Nel caso della Xiaomi 17 series, l’exploit sfrutta un elemento aggiuntivo specifico dell’ecosistema Xiaomi: l’app MQSAS di Hyper OS, acronimo di MIUI Quality Service and Secure. In particolare, viene preso di mira il servizio binder IMQSNative e i permessi di sistema ad esso associati, utilizzati per scrivere un’app UEFI personalizzata direttamente nella partizione efisp. Al riavvio successivo, l’ABL carica questa app senza verificarne l’autenticità, replicando di fatto il comportamento del comando ufficiale “fastboot oem unlock”.

Per il mercato cinese, Xiaomi aveva costruito nel tempo un sistema di sblocco del bootloader deliberatamente ostile: limiti temporali, questionari obbligatori, restrizioni sul numero di dispositivi sbloccabili per account. Un approccio che aveva scoraggiato molti utenti dal tentare la procedura. L’exploit aggira completamente questo sistema. Xiaomi ha reagito rapidamente, distribuendo una patch dell’app MQSAS coinvolta nella catena. La correzione sarebbe inclusa nelle build Hyper OS 3.0.304.0 rilasciate in Cina. Non a caso, le istruzioni che circolano nelle community invitano gli utenti interessati a scollegare il dispositivo da Internet e a non installare aggiornamenti firmware, proprio per evitare che la patch venga applicata prima dell’utilizzo dell’exploit.

Impatto su altri produttori e stato delle patch Qualcomm

La portata potenziale dell’exploit va ben oltre Xiaomi. Dal momento che la vulnerabilità di base riguarda l’ABL fornito da Qualcomm, in linea teorica tutti i produttori che adottano questo bootloader potrebbero essere esposti. L’unica eccezione rilevante è Samsung, che utilizza un bootloader proprietario denominato S-Boot, indipendente dall’implementazione Qualcomm. Per tutti gli altri — da OnePlus a OPPO, da Motorola a Vivo — la vulnerabilità di base esiste, ma i passaggi intermedi della catena potrebbero variare in modo significativo a seconda delle personalizzazioni introdotte da ciascun OEM.

Poiché l’architettura GBL è strettamente legata ad Android 16, quest’ultimo rappresenta un requisito minimo per l’applicabilità dell’exploit. I dispositivi che operano su versioni precedenti del sistema operativo non sono interessati da questa specifica vulnerabilità.

Sul fronte delle correzioni, Qualcomm avrebbe già rilasciato una patch per il comando “fastboot oem set-gpu-preemption” e per altri comandi analoghi come “fastboot oem set-hw-fence-value”, anch’essi potenzialmente vulnerabili a iniezioni di parametri non verificati.
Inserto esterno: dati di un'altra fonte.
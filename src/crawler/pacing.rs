//! Per-slot request pacing
//!
//! Each worker slot keeps its own pacer, so the delay bounds the request
//! rate of one slot without serializing the whole crawl.

use crate::config::MAX_REQUEST_DELAY_SECONDS;
use crate::robots::ParsedRobots;
use std::time::{Duration, Instant};

/// Start times of the requests issued by one worker slot
#[derive(Debug, Clone)]
pub struct SlotPacer {
    delay: Duration,
    last_start: Option<Instant>,
}

impl SlotPacer {
    pub fn new(delay: Duration) -> Self {
        Self {
            delay,
            last_start: None,
        }
    }

    /// Time to wait before this slot may start its next request
    ///
    /// Returns `None` if a request can be started now.
    pub fn time_until_next(&self, now: Instant) -> Option<Duration> {
        let last = self.last_start?;
        let elapsed = now.saturating_duration_since(last);
        if elapsed < self.delay {
            Some(self.delay - elapsed)
        } else {
            None
        }
    }

    /// Records that this slot started a request
    pub fn record_start(&mut self, now: Instant) {
        self.last_start = Some(now);
    }
}

/// Calculates the delay between requests of one slot
///
/// Uses the maximum of the configured delay and the robots.txt crawl-delay,
/// which is capped like the configured one.
pub fn effective_delay(config_delay: Duration, robots: &ParsedRobots, user_agent: &str) -> Duration {
    let robots_delay = robots
        .crawl_delay(user_agent)
        .map(|seconds| seconds.min(MAX_REQUEST_DELAY_SECONDS))
        .and_then(|seconds| Duration::try_from_secs_f64(seconds).ok())
        .unwrap_or(Duration::ZERO);

    std::cmp::max(config_delay, robots_delay)
}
Resta però aperta la questione più critica: la falla principale legata al caricamento del GBL senza verifica della firma è stata già corretta? E soprattutto, la correzione è già stata distribuita ai produttori e da questi agli utenti finali? Su questi punti Qualcomm non si è ancora espressa ufficialmente. Android Authority ha contattato il produttore per ottenere chiarimenti, ma al momento non sono arrivate risposte pubbliche sullo stato delle patch e sui tempi di distribuzione ai vari OEM coinvolti.